Your objective ▸
Using the entries that follow, collect the lines where the word "body" appears.

Working data ▸

//! Minimal TCP client for exercising a running server

use super::protocol::Message;
use std::io::{self, Write};
use std::net::{Shutdown, SocketAddr, TcpStream};
use std::sync::mpsc::{channel, Receiver};
use std::thread;
use std::time::Duration;

/// How long to wait for a message before giving up
const RECV_TIMEOUT: Duration = Duration::from_secs(5);

/// A client connection with a background reader
pub struct Client {
    stream: TcpStream,
    rx: Receiver<Message>,
}

impl Client {
    /// Connect to a server at the given address
    pub fn connect(addr: SocketAddr) -> io::Result<Self> {
        let stream = TcpStream::connect_timeout(&addr, RECV_TIMEOUT)?;
        let mut read_stream = stream.try_clone()?;
        let (tx, rx) = channel();

        thread::spawn(move || {
            while let Ok(msg) = Message::read_from(&mut read_stream) {
                if tx.send(msg).is_err() {
                    break;
                }
            }
        });

        Ok(Client { stream, rx })
    }

    /// Send a message to the server
    pub fn send(&mut self, msg: &Message) -> io::Result<()> {
        msg.write_to(&mut self.stream)
    }

    /// Send an arbitrary JSON body as one frame
    pub fn send_raw(&mut self, body: &[u8]) -> io::Result<()> {
        self.stream.write_all(&(body.len() as u32).to_be_bytes())?;
        self.stream.write_all(body)?;
        self.stream.flush()
    }

    /// Wait for the next message
    pub fn recv(&self) -> Option<Message> {
        self.rx.recv_timeout(RECV_TIMEOUT).ok()
    }

    /// Wait for the next message matching `pred`, skipping others
    pub fn recv_until(&self, pred: impl Fn(&Message) -> bool) -> Option<Message> {
        while let Some(msg) = self.recv() {
            if pred(&msg) {
                return Some(msg);
            }
        }
        None
    }
}

impl Drop for Client {
    fn drop(&mut self) {
        // The reader thread holds a clone of the socket
        let _ = self.stream.shutdown(Shutdown::Both);
    }
}
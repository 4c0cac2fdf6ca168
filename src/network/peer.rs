//! Peer connection handling

use crate::game::ConnectionId;
use std::io::{self, ErrorKind, Write};
use std::net::{SocketAddr, TcpStream};
use std::sync::mpsc::{channel, Sender};
use std::thread;
use std::time::Duration;
use tracing::debug;

/// The sending half of a connected client
pub struct Peer {
    /// Server-assigned connection id
    pub id: ConnectionId,
    /// Peer's address
    pub addr: SocketAddr,
    /// Channel to the writer thread
    tx: Sender<Vec<u8>>,
}

impl Peer {
    /// Split an accepted stream into a peer and the stream to read from.
    ///
    /// Writes go through a dedicated thread so a slow client never blocks
    /// whoever is broadcasting to its room.
    pub fn new(id: ConnectionId, stream: TcpStream) -> io::Result<(Self, TcpStream)> {
        let addr = stream.peer_addr()?;

        stream.set_nodelay(true)?;
        stream.set_write_timeout(Some(Duration::from_secs(5)))?;

        let (tx, rx) = channel::<Vec<u8>>();

        // Clone stream for writer thread
        let read_stream = stream.try_clone()?;
        let mut write_stream = stream;

        // Writer thread, exits once the peer is dropped
        thread::spawn(move || {
            while let Ok(bytes) = rx.recv() {
                if let Err(e) = write_stream.write_all(&bytes).and_then(|_| write_stream.flush()) {
                    debug!(connection_id = %id, error = %e, "write failed");
                    break;
                }
            }
        });

        Ok((Peer { id, addr, tx }, read_stream))
    }

    /// Queue an already-framed message
    pub fn send_raw(&self, bytes: Vec<u8>) -> io::Result<()> {
        self.tx
            .send(bytes)
            .map_err(|_| io::Error::new(ErrorKind::BrokenPipe, "peer disconnected"))
    }
}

Solved exercise ▸
    /// Send an arbitrary JSON body as one frame
    pub fn send_raw(&mut self, body: &[u8]) -> io::Result<()> {
        self.stream.write_all(&(body.len() as u32).to_be_bytes())?;
        self.stream.write_all(body)?;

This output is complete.